The Physics of Protoplanetesimal Dust Agglomerates. III. Compaction in Multiple Collisions

To study the evolution of protoplanetary dust aggregates, we performed experiments with up to 2600 collisions between single, highly-porous dust aggregates and a solid plate. The dust aggregates consisted of spherical SiO$_2$ grains with 1.5$\mu$m diameter and had an initial volume filling factor (the volume fraction of material) of $\phi_0=0.15$. The aggregates were put onto a vibrating baseplate and, thus, performed multiple collisions with the plate at a mean velocity of 0.2 m s$^{-1}$. The dust aggregates were observed by a high-speed camera to measure their size which apparently decreased over time as a measure for their compaction. After 1000 collisions the volume filling factor was increased by a factor of two, while after $\sim2000$ collisions it converged to an equilibrium of $\phi\approx0.36$. In few experiments the aggregate fragmented, although the collision velocity was well below the canonical fragmentation threshold of $\sim1$ m s$^{-1}$. The compaction of the aggregate has an influence on the surface-to-mass ratio and thereby the dynamic behavior and relative velocities of dust aggregates in the protoplanetary nebula. Moreover, macroscopic material parameters, namely the tensile strength, shear strength, and compressive strength, are altered by the compaction of the aggregates, which has an influence on their further collisional behavior. The occurrence of fragmentation requires a reassessment of the fragmentation threshold velocity.

💡 Research Summary

The paper investigates how repeated low‑velocity impacts affect the internal structure and mechanical properties of highly porous dust aggregates that are thought to be the building blocks of planetesimals in protoplanetary disks. The authors produced aggregates from monodisperse spherical silica (SiO₂) grains of 1.5 µm diameter, achieving an initial volume filling factor φ₀ = 0.15, which corresponds to a very low bulk density typical of early‑stage dust clumps. These aggregates, roughly 1 mm in size, were placed on a vibrating base plate that induced collisions at an average speed of about 0.2 m s⁻¹. Each experiment allowed up to 2600 collisions, and a high‑speed camera (10 000 fps) recorded the aggregate’s silhouette before and after each impact. By measuring the apparent size reduction, the authors inferred the evolution of the filling factor φ as a proxy for compaction.

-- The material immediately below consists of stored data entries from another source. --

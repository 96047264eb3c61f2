//! Locomotion domain: movement state and the cross-tick accumulators.

use bevy::prelude::*;

/// Exactly one of these is active per character per tick.
#[derive(Debug, Clone, Copy, PartialEq, Eq, Hash, Default, Reflect)]
pub enum MovementState {
    #[default]
    Idling,
    Walking,
    Running,
    Sprinting,
    Jumping,
    Falling,
}

impl MovementState {
    #[cfg(test)]
    pub const ALL: [MovementState; 6] = [
        MovementState::Idling,
        MovementState::Walking,
        MovementState::Running,
        MovementState::Sprinting,
        MovementState::Jumping,
        MovementState::Falling,
    ];

    /// Membership in the ground-state group.
    pub fn is_grounded(self) -> bool {
        match self {
            MovementState::Idling
            | MovementState::Walking
            | MovementState::Running
            | MovementState::Sprinting => true,
            MovementState::Jumping | MovementState::Falling => false,
        }
    }

    pub fn is_airborne(self) -> bool {
        !self.is_grounded()
    }
}

/// Integration accumulator owned by the velocity integrator.
#[derive(Debug, Clone, Default, PartialEq)]
pub struct KinematicState {
    /// Last requested horizontal velocity; `y` is always zero.
    pub horizontal_velocity: Vec3,
    pub vertical_velocity: f32,
    /// Set on jump injection, consumed by the next classification.
    pub jumped_last_frame: bool,
    /// `Some(0.0)` while airborne; `None` restores the configured step offset.
    pub step_offset_override: Option<f32>,
}

impl KinematicState {
    /// Full velocity requested from the collision body this tick.
    pub fn velocity(&self) -> Vec3 {
        self.horizontal_velocity + Vec3::Y * self.vertical_velocity
    }
}

/// Camera and body facing accumulators, all angles in degrees.
#[derive(Component, Debug, Clone, Default, PartialEq)]
pub struct OrientationState {
    pub camera_yaw: f32,
    pub camera_pitch: f32,
    /// Yaw the body is steering toward; driven by the same look delta as `camera_yaw`.
    pub target_yaw: f32,
    pub body_yaw: f32,
    /// Signed horizontal angle from body forward to camera forward.
    pub rotation_mismatch: f32,
    pub idle_rotation_timer: f32,
    /// +1 or -1 once a corrective turn latched a direction.
    pub idle_rotation_sign: f32,
}

impl OrientationState {
    /// Start facing `yaw` with the camera aligned behind the body.
    pub fn facing(yaw: f32) -> Self {
        Self {
            camera_yaw: yaw,
            target_yaw: yaw,
            body_yaw: yaw,
            ..default()
        }
    }

    pub fn is_rotating_to_target(&self) -> bool {
        self.idle_rotation_timer > 0.0
    }
}
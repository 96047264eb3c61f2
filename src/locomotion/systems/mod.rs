//! Locomotion domain: system modules for the per-tick pipeline.

pub(crate) mod input;
pub(crate) mod movement;
pub(crate) mod physics;
pub(crate) mod setup;

pub use input::update_latch;
pub(crate) use input::{clear_jump, read_actions, read_input};
pub(crate) use movement::{
    run_locomotion, run_orientation, update_actions, update_animation_params,
};
pub(crate) use setup::validate_rigs;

The results show a rapid increase in φ during the first thousand collisions, doubling from 0.15 to roughly 0.30. After about 2000 collisions the filling factor approaches a plateau near φ ≈ 0.36, indicating that the aggregates reach a compacted equilibrium state where further compression is inefficient. This behavior suggests that internal grain contacts proliferate quickly at first, then saturate as the aggregate’s pore network becomes increasingly constrained.

Unexpectedly, a few runs exhibited fragmentation despite collision velocities well below the commonly cited fragmentation threshold of ~1 m s⁻¹. In those cases, fragmentation occurred after more than 1500 impacts, implying that cumulative stress and internal strain—rather than instantaneous impact speed alone—can trigger break‑up. The fragments measured 10–30 % of the original mass, indicating partial, not catastrophic, disruption.

The authors discuss the broader implications for dust dynamics in a nebular environment. Compaction reduces the surface‑to‑mass ratio, thereby lowering aerodynamic drag and altering settling velocities. Moreover, the mechanical strengths (tensile, shear, compressive) increase by factors of two to three as φ rises, which influences the outcome of subsequent collisions: more compact aggregates are more likely to bounce or stick rather than fragment, but they also become more brittle once internal stresses exceed a critical level. Consequently, the simple velocity‑based fragmentation criterion used in many coagulation models is insufficient; a more nuanced threshold that incorporates filling factor, cumulative impact energy, and internal stress history is required.

Methodologically, the study excels in controlling collision frequency and speed, and in using high‑speed imaging to quantify compaction. However, it is limited to plate‑aggregate impacts; true dust evolution involves many grain‑grain collisions with a distribution of impact angles and velocities. The experiments were also conducted under ambient conditions, so gas pressure effects were not fully isolated. Future work should extend to two‑body collisions, explore a broader range of grain materials and sizes, and perform analogous tests under low‑pressure, gas‑rich environments that better mimic protoplanetary disks.

In summary, the paper demonstrates that (1) repeated low‑speed impacts can double the filling factor of highly porous aggregates within a few thousand collisions, (2) the compaction process saturates at φ ≈ 0.36, (3) cumulative stress can cause fragmentation even below the nominal velocity threshold, and (4) these structural changes have significant consequences for dust aerodynamics and collisional evolution. The findings call for revisions of dust coagulation models to include compaction‑dependent mechanical properties and a more complex fragmentation criterion.